The first installment of contributor Sharon Duke Estroff’s inside look at kids’ virtual worlds (here’s last week’s intro)….
by Sharon Duke Estroff
The first time my eight-year old asked me how to spell “penguin,” I felt a wave of pride (a spelling bee champion in the making!). The second time I just felt curious (hmm, an Antarctic unit at school?). But the third time – in the midst of a playdate with his best bud, no less – I felt a touch of concern (what are those kids up to?!). “Penguin?” I asked hopefully, “as in Mr. Popper’s Penguins”?
“No,” my son clarified. “As in Club Penguin. Sam wants to show me his igloo and we can’t get to the Web site.” My second grader’s age of digital innocence had come to an end, and we both dove headfirst into junior cyber-social world.
I do mean both of us. Because after my son went to bed that night (giddy with excitement over the creation of his penguin alter ego, or “avatar”), I opened a Club Penguin account of my own, officially kicking off an ultra-eye-opening, slightly chilling undercover mom investigation.
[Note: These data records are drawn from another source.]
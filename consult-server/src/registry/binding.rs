use consult_core::{ConnectionId, ParticipantId, ServerMessage, SessionId};
use dashmap::DashMap;
use tokio::sync::mpsc;
use tracing::warn;

/// Outbound half of one live transport. Cloning is cheap; every clone
/// feeds the same socket writer.
#[derive(Clone, Debug)]
pub struct ConnectionHandle {
    id: ConnectionId,
    tx: mpsc::UnboundedSender<ServerMessage>,
}

impl ConnectionHandle {
    pub fn new(tx: mpsc::UnboundedSender<ServerMessage>) -> Self {
        Self {
            id: ConnectionId::new(),
            tx,
        }
    }

    pub fn id(&self) -> ConnectionId {
        self.id
    }

    /// Best effort: a closed writer only gets logged.
    pub fn send(&self, msg: ServerMessage) -> bool {
        if self.tx.send(msg).is_err() {
            warn!("Dropping message for closed connection {}", self.id);
            return false;
        }
        true
    }

    pub fn is_closed(&self) -> bool {
        self.tx.is_closed()
    }
}

#[derive(Debug, Clone, PartialEq, Eq)]
pub(crate) struct Binding {
    pub participant: ParticipantId,
    pub session: SessionId,
    pub connection: ConnectionId,
}

/// The identity <-> connection bijection. Mutated only from inside the
/// owning session's actor, so updates for one session never interleave.
#[derive(Default)]
pub(crate) struct Bindings {
    by_participant: DashMap<ParticipantId, Binding>,
    by_connection: DashMap<ConnectionId, Binding>,
}

impl Bindings {
    /// Installs `binding`, dropping whatever connection the identity had before.
    pub fn bind(&self, binding: Binding) -> Option<Binding> {
        let previous = self
            .by_participant
            .insert(binding.participant.clone(), binding.clone());

        if let Some(old) = &previous {
            if old.connection != binding.connection {
                self.by_connection
                    .remove_if(&old.connection, |_, b| b.participant == old.participant);
            }
        }

        self.by_connection.insert(binding.connection, binding);
        previous
    }

    /// Removes the binding only if `connection` is still the one bound to
    /// `participant`; a stale teardown leaves a newer binding alone.
    pub fn unbind(&self, participant: &ParticipantId, connection: ConnectionId) -> bool {
        let removed = self
            .by_participant
            .remove_if(participant, |_, b| b.connection == connection)
            .is_some();

        self.by_connection
            .remove_if(&connection, |_, b| &b.participant == participant);

        removed
    }

    pub fn by_connection(&self, connection: &ConnectionId) -> Option<Binding> {
        self.by_connection.get(connection).map(|b| b.value().clone())
    }

    pub fn by_participant(&self, participant: &ParticipantId) -> Option<Binding> {
        self.by_participant.get(participant).map(|b| b.value().clone())
    }

    pub fn len(&self) -> usize {
        self.by_participant.len()
    }
}
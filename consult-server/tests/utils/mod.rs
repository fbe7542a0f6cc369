pub mod mock_lifecycle;

pub use mock_lifecycle::*;
pub use signal_helpers::*;
pub use test_connection::*;
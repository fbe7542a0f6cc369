use async_trait::async_trait;
use consult_core::{ParticipantId, SessionId};

use crate::error::OrchestratorError;

/// Which side sends the first offer.
#[derive(Debug, Clone, Copy, PartialEq, Eq)]
pub enum NegotiationRole {
    Initiator,
    Responder,
}

/// Consultation record lookup. Queried once per orchestrator.
#[async_trait]
pub trait SessionDirectory: Send + Sync + 'static {
    async fn role_for(
        &self,
        session_id: &SessionId,
        participant: &ParticipantId,
    ) -> Result<NegotiationRole, OrchestratorError>;
}

/// A fixed role, for callers that already know it.
#[async_trait]
impl SessionDirectory for NegotiationRole {
    async fn role_for(
        &self,
        _session_id: &SessionId,
        _participant: &ParticipantId,
    ) -> Result<NegotiationRole, OrchestratorError> {
        Ok(*self)
    }
}
mod client;
mod connector;
mod handlers;
mod identity;

pub use client::{JoinAck, SignalingClient};
pub use connector::{Connector, TaskGuard, TransportLink, WsConnector};
pub use handlers::{ErrorHandler, PresenceHandler, SignalHandler};
pub use identity::{Anonymous, IdentityProvider, StaticIdentity};
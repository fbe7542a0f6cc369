use crate::registry::ConnectionHandle;
use crate::signaling::{Connection, SignalingService};
use axum::extract::State;
use axum::extract::ws::{Message, WebSocket, WebSocketUpgrade};
use axum::response::IntoResponse;
use consult_core::ServerMessage;
use futures::{SinkExt, StreamExt};
use tokio::sync::mpsc;
use tracing::{error, info};

pub async fn ws_handler(
    ws: WebSocketUpgrade,
    State(service): State<SignalingService>,
) -> impl IntoResponse {
    ws.on_upgrade(move |socket| handle_socket(socket, service))
}

async fn handle_socket(socket: WebSocket, service: SignalingService) {
    let (mut sender, mut receiver) = socket.split();
    let (tx, mut rx) = mpsc::unbounded_channel::<ServerMessage>();

    let connection = Connection::open(service, ConnectionHandle::new(tx));
    let connection_id = connection.handle().id();
    info!("New WebSocket connection: {}", connection_id);

    let mut send_task = tokio::spawn(async move {
        while let Some(msg) = rx.recv().await {
            let json = match serde_json::to_string(&msg) {
                Ok(json) => json,
                Err(e) => {
                    error!("Failed to serialize server message: {}", e);
                    continue;
                }
            };
            if sender.send(Message::Text(json.into())).await.is_err() {
                break;
            }
        }
    });

    let recv = async {
        while let Some(Ok(msg)) = receiver.next().await {
            match msg {
                Message::Text(text) => connection.handle_text(text.as_str()).await,
                Message::Close(_) => break,
                _ => {}
            }
        }
    };

    tokio::select! {
        _ = (&mut send_task) => {}
        _ = recv => {}
    };

    send_task.abort();
    connection.close().await;

    info!("WebSocket disconnected: {}", connection_id);
}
While Club Penguin may be a current “it” site for kids (so much so that Disney bought it in 2007 for $700 million), it’s hardly an only. Rather, it’s part of a rapidly expanding new genre of child-oriented virtual world – part social networking, part online game, part Saturday-morning cartoon – that millennial kids are all over like peanut butter on jelly. There are currently more than 150 of these sites either live or in development. By next year, projects Nic Mitham, CEO of UK-based K Zero, a virtual-worlds consulting firm, 150 million children will be members of said (for more on this, see this).
Perhaps the best way to describe the virtual world experience is, it’s like tumbling down Alice in Wonderland’s rabbit hole. One minute you’re sitting in front of the computer and the next you’re in the middle of a virtual ski village complete with simulated snow tubing, swanky alpine shopping, and a cyber-disco.
Unlike traditional videogames, where even the most screen-addicted kid recognizes a distinct separation between himself and the animated character he’s maneuvering with his joystick, your virtual world avatar is you – your virtual self. My Club Penguin avatar is a hot pink-clad go-getter named ChilyLily437 (not to be confused with ChillyLily1 through ChillyLily436). I have my own digital igloo, wardrobe, and penguin posse; I sunbathe, snowboard, and work odd jobs. I even pick up my daily cup of joe at CP’s version of Starbucks. All in a perpetual state of social overdrive.
I’m not sure what I expected to find during my two weeks of undercover penguinhood; but whatever it was, I didn’t find it. In fact, the brave new world of children’s virtual socialization was – for better and for worse – nothing I expected it to be. In the coming issues of Net Family News, I explain what I mean by that as I document ChillyLily437’s adventures. The observations I make will be subjective, of course, but I’ll do my best to ground my reflections (which I’ll call “Mom Breaks”) in sound research (in the manner Anne Collier). My hope is that this information will help us millennial parents begin to grasp the subtleties and complexities of the digital childhood – along with the impact of social media on our children’s present and future well-being – so that we may begin to find our way along this winding, uncharted parental path.